Repeat the entries that appear below, exactly and in full.

⟨

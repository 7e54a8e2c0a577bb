// Copyright 2026 The Dynagraph Authors. All rights reserved.
// Use of this source code is governed by the Apache License,
// Version 2.0, that can be found in the LICENSE file.

use proptest::prelude::*;

use dynagraph::{ErrorCode, Graph};

fn quiet() -> Graph {
    let mut graph = Graph::new();
    graph.svg_automatic_animation(false);
    graph.svg_automatic_layout(false);
    graph
}

/// Builds a graph from arbitrary node names and candidate link pairs,
/// skipping the pairs the structural invariants reject.
fn build(
    names: &[char],
    values: &[Option<u8>],
    pairs: &[(usize, usize, bool, Option<u8>)],
    fixed: &[bool],
) -> Graph {
    let mut graph = quiet();
    for (at, &name) in names.iter().enumerate() {
        let value = values[at % values.len()];
        if fixed[at % fixed.len()] {
            let x = (at as i16) * 50;
            graph.node_add_fixed(name, x, -x, value).unwrap();
        } else {
            graph.node_add(name, value).unwrap();
        }
    }
    let mut link_name = 'a';
    for &(i, j, bidirectional, value) in pairs {
        let from = names[i % names.len()];
        let to = names[j % names.len()];
        if graph
            .link_add(link_name, from, to, bidirectional, value)
            .is_ok()
        {
            link_name = char::from_u32(link_name as u32 + 1).unwrap_or('z');
        }
    }
    graph
}

proptest! {
    #[test]
    fn dyna_survives_round_trip(
        names in prop::collection::btree_set(prop::char::range('A', 'J'), 1..8),
        values in prop::collection::vec(prop::option::of(any::<u8>()), 1..8),
        pairs in prop::collection::vec(
            (0usize..8, 0usize..8, any::<bool>(), prop::option::of(any::<u8>())),
            0..12,
        ),
        fixed in prop::collection::vec(any::<bool>(), 1..8),
    ) {
        let names: Vec<char> = names.into_iter().collect();
        let graph = build(&names, &values, &pairs, &fixed);

        let text = graph.dyna_to();
        let mut copy = quiet();
        copy.dyna_from(&text).unwrap();

        prop_assert_eq!(copy.dyna_to(), text);
        prop_assert_eq!(copy.graph_order(), graph.graph_order());
        prop_assert_eq!(copy.graph_size(), graph.graph_size());
        prop_assert_eq!(copy.adjacency_list(), graph.adjacency_list());
    }

    #[test]
    fn json_matches_dyna(
        names in prop::collection::btree_set(prop::char::range('A', 'H'), 1..6),
        pairs in prop::collection::vec(
            (0usize..6, 0usize..6, any::<bool>(), prop::option::of(any::<u8>())),
            0..8,
        ),
    ) {
        let names: Vec<char> = names.into_iter().collect();
        let graph = build(&names, &[None], &pairs, &[true]);

        let json = graph.json_to().unwrap();
        let mut copy = quiet();
        copy.json_from(&json).unwrap();

        prop_assert_eq!(copy.dyna_to(), graph.dyna_to());
    }

    #[test]
    fn degree_sequence_is_consistent(
        names in prop::collection::btree_set(prop::char::range('A', 'H'), 2..6),
        pairs in prop::collection::vec(
            (0usize..6, 0usize..6, any::<bool>(), prop::option::of(any::<u8>())),
            0..8,
        ),
    ) {
        let names: Vec<char> = names.into_iter().collect();
        let graph = build(&names, &[None], &pairs, &[false]);

        let degrees = graph.nodes_degrees();
        let total: usize = degrees.values().sum();
        // every link contributes a degree at each endpoint
        prop_assert_eq!(total, graph.graph_size() * 2);

        let sequence = graph.graph_sequence();
        prop_assert_eq!(sequence.len(), graph.graph_order());
        prop_assert!(sequence.windows(2).all(|w| w[0] >= w[1]));
    }
}

#[test]
fn parse_errors_surface_from_dyna_from() {
    let mut graph = quiet();
    assert_eq!(
        graph.dyna_from("N A _ _\n").unwrap_err().code,
        ErrorCode::BadLine
    );
    assert_eq!(
        graph.dyna_from("L a A B true _\n").unwrap_err().code,
        ErrorCode::NodeDoesNotExist
    );
}

#[test]
fn fixed_positions_survive_the_trip() {
    let mut graph = quiet();
    graph.node_add_fixed('A', -120, 45, Some(7)).unwrap();
    graph.node_add('B', None).unwrap();
    graph.link_add('a', 'B', 'A', false, Some(1)).unwrap();

    let mut copy = quiet();
    copy.dyna_from(&graph.dyna_to()).unwrap();

    assert_eq!(copy.svg_node_position('A').unwrap(), (-120, 45));
    assert_eq!(copy.node_value('A').unwrap(), Some(7));
    assert_eq!(copy.link_value('a').unwrap(), Some(1));

    // free nodes come back free: a later layout may still move them
    let adjacency = copy.adjacency_list();
    assert_eq!(adjacency[&'B'][&'A'], ('a', Some(1)));
    assert!(!adjacency[&'A'].contains_key(&'B'));
}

⟩

=== RESPONSE AREA ===
repository 7e54a8e2c0a577bb
// Copyright 2026 The Dynagraph Authors. All rights reserved.
// Use of this source code is governed by the Apache License,
// Version 2.0, that can be found in the LICENSE file.

use proptest::prelude::*;

use dynagraph::{ErrorCode, Graph};

fn quiet() -> Graph {
    let mut graph = Graph::new();
    graph.svg_automatic_animation(false);
    graph.svg_automatic_layout(false);
    graph
}

/// Builds a graph from arbitrary node names and candidate link pairs,
/// skipping the pairs the structural invariants reject.
fn build(
    names: &[char],
    values: &[Option<u8>],
    pairs: &[(usize, usize, bool, Option<u8>)],
    fixed: &[bool],
) -> Graph {
    let mut graph = quiet();
    for (at, &name) in names.iter().enumerate() {
        let value = values[at % values.len()];
        if fixed[at % fixed.len()] {
            let x = (at as i16) * 50;
            graph.node_add_fixed(name, x, -x, value).unwrap();
        } else {
            graph.node_add(name, value).unwrap();
        }
    }
    let mut link_name = 'a';
    for &(i, j, bidirectional, value) in pairs {
        let from = names[i % names.len()];
        let to = names[j % names.len()];
        if graph
            .link_add(link_name, from, to, bidirectional, value)
            .is_ok()
        {
            link_name = char::from_u32(link_name as u32 + 1).unwrap_or('z');
        }
    }
    graph
}

proptest! {
    #[test]
    fn dyna_survives_round_trip(
        names in prop::collection::btree_set(prop::char::range('A', 'J'), 1..8),
        values in prop::collection::vec(prop::option::of(any::<u8>()), 1..8),
        pairs in prop::collection::vec(
            (0usize..8, 0usize..8, any::<bool>(), prop::option::of(any::<u8>())),
            0..12,
        ),
        fixed in prop::collection::vec(any::<bool>(), 1..8),
    ) {
        let names: Vec<char> = names.into_iter().collect();
        let graph = build(&names, &values, &pairs, &fixed);

        let text = graph.dyna_to();
        let mut copy = quiet();
        copy.dyna_from(&text).unwrap();

        prop_assert_eq!(copy.dyna_to(), text);
        prop_assert_eq!(copy.graph_order(), graph.graph_order());
        prop_assert_eq!(copy.graph_size(), graph.graph_size());
        prop_assert_eq!(copy.adjacency_list(), graph.adjacency_list());
    }

    #[test]
    fn json_matches_dyna(
        names in prop::collection::btree_set(prop::char::range('A', 'H'), 1..6),
        pairs in prop::collection::vec(
            (0usize..6, 0usize..6, any::<bool>(), prop::option::of(any::<u8>())),
            0..8,
        ),
    ) {
        let names: Vec<char> = names.into_iter().collect();
        let graph = build(&names, &[None], &pairs, &[true]);

        let json = graph.json_to().unwrap();
        let mut copy = quiet();
        copy.json_from(&json).unwrap();

        prop_assert_eq!(copy.dyna_to(), graph.dyna_to());
    }

    #[test]
    fn degree_sequence_is_consistent(
        names in prop::collection::btree_set(prop::char::range('A', 'H'), 2..6),
        pairs in prop::collection::vec(
            (0usize..6, 0usize..6, any::<bool>(), prop::option::of(any::<u8>())),
            0..8,
        ),
    ) {
        let names: Vec<char> = names.into_iter().collect();
        let graph = build(&names, &[None], &pairs, &[false]);

        let degrees = graph.nodes_degrees();
        let total: usize = degrees.values().sum();
        // every link contributes a degree at each endpoint
        prop_assert_eq!(total, graph.graph_size() * 2);

        let sequence = graph.graph_sequence();
        prop_assert_eq!(sequence.len(), graph.graph_order());
        prop_assert!(sequence.windows(2).all(|w| w[0] >= w[1]));
    }
}

#[test]
fn parse_errors_surface_from_dyna_from() {
    let mut graph = quiet();
    assert_eq!(
        graph.dyna_from("N A _ _\n").unwrap_err().code,
        ErrorCode::BadLine
    );
    assert_eq!(
        graph.dyna_from("L a A B true _\n").unwrap_err().code,
        ErrorCode::NodeDoesNotExist
    );
}

#[test]
fn fixed_positions_survive_the_trip() {
    let mut graph = quiet();
    graph.node_add_fixed('A', -120, 45, Some(7)).unwrap();
    graph.node_add('B', None).unwrap();
    graph.link_add('a', 'B', 'A', false, Some(1)).unwrap();

    let mut copy = quiet();
    copy.dyna_from(&graph.dyna_to()).unwrap();

    assert_eq!(copy.svg_node_position('A').unwrap(), (-120, 45));
    assert_eq!(copy.node_value('A').unwrap(), Some(7));
    assert_eq!(copy.link_value('a').unwrap(), Some(1));

    // free nodes come back free: a later layout may still move them
    let adjacency = copy.adjacency_list();
    assert_eq!(adjacency[&'B'][&'A'], ('a', Some(1)));
    assert!(!adjacency[&'A'].contains_key(&'B'));
}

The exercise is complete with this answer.